Unlike the Edinburgh Festival (where the main festival and fringe festivals all occur around about the same time in August), Glasgow's festivals are spread evenly across the year, therefore ensuring a continuous annual programme of events.

==Past festivals==

In the late 19th and early 20th centuries, Glasgow held several Great Exhibitions. They were the International Exhibition of Science, Art and Industry in 1888, the Glasgow International Exhibition in 1901, the Scottish Exhibition of National History, Art and Industry in 1911 and the Empire Exhibition in 1938. The latter attracted 12.6 million visits, easily eclipsing the Festival of Britain (1951) or the Millennium Dome in London (2000). Glasgow also hosted the Industrial exhibitions as part of the Festival of Britain in 1951.

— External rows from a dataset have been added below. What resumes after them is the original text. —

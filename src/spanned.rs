use std::ops::Range;

use chumsky::span::SimpleSpan;

/// A value together with the byte range of the source text it was parsed from. Comparisons only
/// look at the value.
#[derive(Debug, Clone)]
pub struct Spanned<T> {
    pub span: SimpleSpan<usize>,
    pub val: T,
}

impl<T> Spanned<T> {
    pub fn range(&self) -> Range<usize> {
        self.span.into_range()
    }
}

impl<T: PartialEq> PartialEq for Spanned<T> {
    fn eq(&self, other: &Self) -> bool {
        self.val == other.val
    }
}

impl<T: Eq> Eq for Spanned<T> {}

impl<T: PartialOrd> PartialOrd for Spanned<T> {
    fn partial_cmp(&self, other: &Spanned<T>) -> Option<std::cmp::Ordering> {
        self.val.partial_cmp(&other.val)
    }
}

impl<T: Ord> Ord for Spanned<T> {
    fn cmp(&self, other: &Spanned<T>) -> std::cmp::Ordering {
        self.val.cmp(&other.val)
    }
}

Glasgow's Mayfest started in 1983 from the popular success of the STUC-organised May Day Parades and became a citywide public festival, covering theatre, music, dance, and visual arts. It became the second largest arts festival in Britain until funding ceased in 1997.

In 1988, Glasgow hosted the Glasgow Garden Festival on old docks opposite the SECC, now home to the Glasgow Science Centre at Pacific Quay. 4.3 million people attended over 5 months, making it by far the most popular of the UK's five Garden Festivals held between 1984 and 1992.

In August 1990 Glasgow was designated the European Community's European City of Culture, the first such city in Britain and featured a year-long calendar of special events, inspiring the creation of several festivals which still continue today.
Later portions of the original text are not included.